Eu ando lentamente de volta ao meu apartamento. O pôr do sol é roxo pálido derretendo em cinza. Sentado no telhado, descascando o rótulo de uma cerveja morna Taybeh, assisto o engarrafamento abaixo, um pastor com uma dúzia de ovelhas bloqueando a estrada. "Eu te amo", disse ele, de uma torre olhando para baixo. Eu soprei um beijo para ele enquanto me afastava. Não sei porque. Um momento de espontaneidade atravessou minha reserva.
* * *
No ônibus para Eilat, um soldado se estende aos meus pés. Não há assentos. Ele se reclina no corredor com um braço atrás da cabeça, uma mão apoiada no pescoço. Ele está lendo Catcher in the Rye, seu pé pressionado com força contra o meu. Ele me pega olhando para ele, sorrindo enquanto vira a página. Adormeço, rolando no ombro da mulher ao meu lado, envolto no cheiro do creme de noite de Pond e na segurança de sua cabeça contra a minha.
São quatro da manhã quando o ônibus entra no terreno de cascalho. O soldado se foi. O livro está sentado ao lado do meu pé.
Eu atravesso para o Egito. É muito cedo para o ônibus para Dahab. Motoristas de táxi se amontoam ao meu redor; alguém empurra uma xícara de chá na minha mão. Penso nos soldados, aqueles instantâneos estranhos que nunca me deixarão. Eles dominaram minha cultura. "Hotel California" tem um sotaque israelense; Apanhador no campo de centeio é a pressão da bota de um soldado.
Mas eu gostaria de ter contado tudo a eles. Eu gostaria de ter feito as suas histórias minhas.
Não tenho as centenas de libras egípcias que o taxista quer. Eu digo a ele que vou esperar o ônibus. Há um muro baixo correndo ao longo da estrada, levando a lugar nenhum em particular. Penso no soldado e me pergunto de onde ele é e por que ele deixou o livro. Folheio as páginas, procurando uma nota. Não há nenhum. Apenas a última frase sublinhada na página 214. “Nunca conte a ninguém nada. Se o fizer, começa a sentir falta de todo mundo.
Eu não me sinto confortado. O sol está nascendo. A capa do livro está rasgada. Penso em todos os estranhos que passam, em todos aqueles momentos fugazes. Eu nunca disse nada a ninguém, mantive minhas cartas pressionadas com força contra o peito. Eu ainda sinto falta de todo mundo.

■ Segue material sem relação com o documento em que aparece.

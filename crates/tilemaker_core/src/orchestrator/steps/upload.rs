//! Upload step - copies the tile pyramid to S3-compatible storage.

use crate::models::UploadTarget;
use crate::orchestrator::errors::{StepError, StepResult};
use crate::orchestrator::step::PipelineStep;
use crate::orchestrator::types::{Context, RunState, StepOutcome, UploadOutput};
use crate::tools::{ExternalCommand, Tool};

pub struct UploadStep;

impl UploadStep {
    pub fn new() -> Self {
        Self
    }

    /// `aws s3 cp <tiles_out> s3://<bucket>/<prefix>/ --recursive
    /// --endpoint-url <endpoint> --cache-control <value>`
    pub fn command(ctx: &Context, target: &UploadTarget) -> StepResult<ExternalCommand> {
        let aws = ctx
            .tools
            .aws
            .as_ref()
            .ok_or_else(|| StepError::invalid_input("aws CLI was not resolved"))?;

        Ok(ExternalCommand::new(Tool::Aws, aws)
            .args(["s3", "cp"])
            .path_arg(&ctx.job.tiles_out)
            .arg(target.destination())
            .arg("--recursive")
            .arg("--endpoint-url")
            .arg(target.endpoint.as_str())
            .arg("--cache-control")
            .arg(ctx.settings.upload.cache_control.as_str()))
    }
}

impl Default for UploadStep {
    fn default() -> Self {
        Self::new()
    }
}

impl PipelineStep for UploadStep {
    fn name(&self) -> &str {
        "Upload"
    }

    fn description(&self) -> &str {
        "Upload tiles to object storage with the AWS CLI"
    }

    fn is_optional(&self) -> bool {
        true
    }

    fn validate_input(&self, ctx: &Context) -> StepResult<()> {
        if ctx.upload.is_none() {
            return Ok(());
        }
        if !ctx.is_dry_run() && !ctx.job.tiles_out.is_dir() {
            return Err(StepError::file_not_found(
                ctx.job.tiles_out.display().to_string(),
            ));
        }
        Ok(())
    }

    fn execute(&self, ctx: &Context, state: &mut RunState) -> StepResult<StepOutcome> {
        let Some(target) = ctx.upload.as_ref() else {
            return Ok(StepOutcome::Skipped("upload not requested".to_string()));
        };

        let command = ctx.run_command(&Self::command(ctx, target)?)?;
        ctx.logger.success("Upload complete.");

        let sample_url = target.sample_tile_url();
        if let Some(url) = &sample_url {
            ctx.logger.report(&format!("Sample tile: {}", url));
        }

        state.upload = Some(UploadOutput {
            destination: target.destination(),
            sample_url,
            command,
        });
        Ok(StepOutcome::Success)
    }

    fn validate_output(&self, _ctx: &Context, state: &RunState) -> StepResult<()> {
        if state.upload.is_none() {
            return Err(StepError::invalid_output("Upload result not recorded"));
        }
        Ok(())
    }
}

#[cfg(test)]
mod tests {
    use super::*;
    use crate::models::TileJob;
    use crate::testing::{context_for, fixture_dir, RecordingRunner};

    fn target(public: Option<&str>) -> UploadTarget {
        UploadTarget::new(
            "nasa",
            "mars_xyz_geodetic/",
            "https://acct.r2.cloudflarestorage.com",
            public.map(str::to_string),
        )
    }

    #[test]
    fn skipped_without_target() {
        let dir = fixture_dir();
        let job = TileJob::new("src.tif", "work.tif", dir.path().join("tiles"));
        let runner = RecordingRunner::new();
        let ctx = context_for(job, None, &runner);
        let mut state = RunState::new("t");

        let step = UploadStep::new();
        step.validate_input(&ctx).unwrap();
        let outcome = step.execute(&ctx, &mut state).unwrap();

        assert!(matches!(outcome, StepOutcome::Skipped(_)));
        assert!(runner.commands().is_empty());
        assert!(state.upload.is_none());
    }

    #[test]
    fn copies_tiles_recursively_with_cache_header() {
        let dir = fixture_dir();
        let tiles = dir.path().join("tiles");
        let job = TileJob::new("src.tif", "work.tif", &tiles);
        let runner = RecordingRunner::new();
        let ctx = context_for(job, Some(target(None)), &runner);

        let cmd = UploadStep::command(&ctx, ctx.upload.as_ref().unwrap()).unwrap();
        assert_eq!(
            cmd.argv(),
            vec![
                "aws".to_string(),
                "s3".to_string(),
                "cp".to_string(),
                tiles.to_string_lossy().to_string(),
                "s3://nasa/mars_xyz_geodetic/".to_string(),
                "--recursive".to_string(),
                "--endpoint-url".to_string(),
                "https://acct.r2.cloudflarestorage.com".to_string(),
                "--cache-control".to_string(),
                "public, max-age=31536000, immutable".to_string(),
            ]
        );
    }

    #[test]
    fn records_destination_and_sample_url() {
        let dir = fixture_dir();
        let job = TileJob::new("src.tif", "work.tif", dir.path().join("tiles"));
        let runner = RecordingRunner::new();
        let ctx = context_for(job, Some(target(Some("https://pub-1.r2.dev/"))), &runner);
        let mut state = RunState::new("t");

        let step = UploadStep::new();
        step.validate_input(&ctx).unwrap();
        assert_eq!(step.execute(&ctx, &mut state).unwrap(), StepOutcome::Success);
        step.validate_output(&ctx, &state).unwrap();

        let upload = state.upload.unwrap();
        assert_eq!(upload.destination, "s3://nasa/mars_xyz_geodetic/");
        assert_eq!(
            upload.sample_url.as_deref(),
            Some("https://pub-1.r2.dev/mars_xyz_geodetic/0/0/0.png")
        );
        assert_eq!(runner.tools(), vec![Tool::Aws]);
    }

    #[test]
    fn aws_failure_propagates_exit_code() {
        let dir = fixture_dir();
        let job = TileJob::new("src.tif", "work.tif", dir.path().join("tiles"));
        let runner = RecordingRunner::new();
        runner.fail_with(Tool::Aws, Some(255));
        let ctx = context_for(job, Some(target(None)), &runner);
        let mut state = RunState::new("t");

        let err = UploadStep::new().execute(&ctx, &mut state).unwrap_err();
        assert!(matches!(
            err,
            StepError::CommandFailed {
                tool: Tool::Aws,
                exit_code: Some(255)
            }
        ));
        assert!(state.upload.is_none());
    }

    #[test]
    fn is_optional() {
        assert!(UploadStep::new().is_optional());
    }
}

Sinto falta das coisas que poderíamos ter dito, das histórias que nunca ouvi e das que nunca contei.
Instintivamente, segui o aviso de Salinger para os nostálgicos, excessivamente sentimentais, aqueles que sentem falta das coisas que nunca foram.
Mas eu gostaria de ter contado tudo a eles. Eu gostaria de ter feito as suas histórias minhas. E então eu não precisaria me virar e revirar, revisitando cada interação, atravessando desertos durante o sono, me perguntando por que nossas vidas estavam entrelaçadas.
É o não saber que me pega. Toda vez.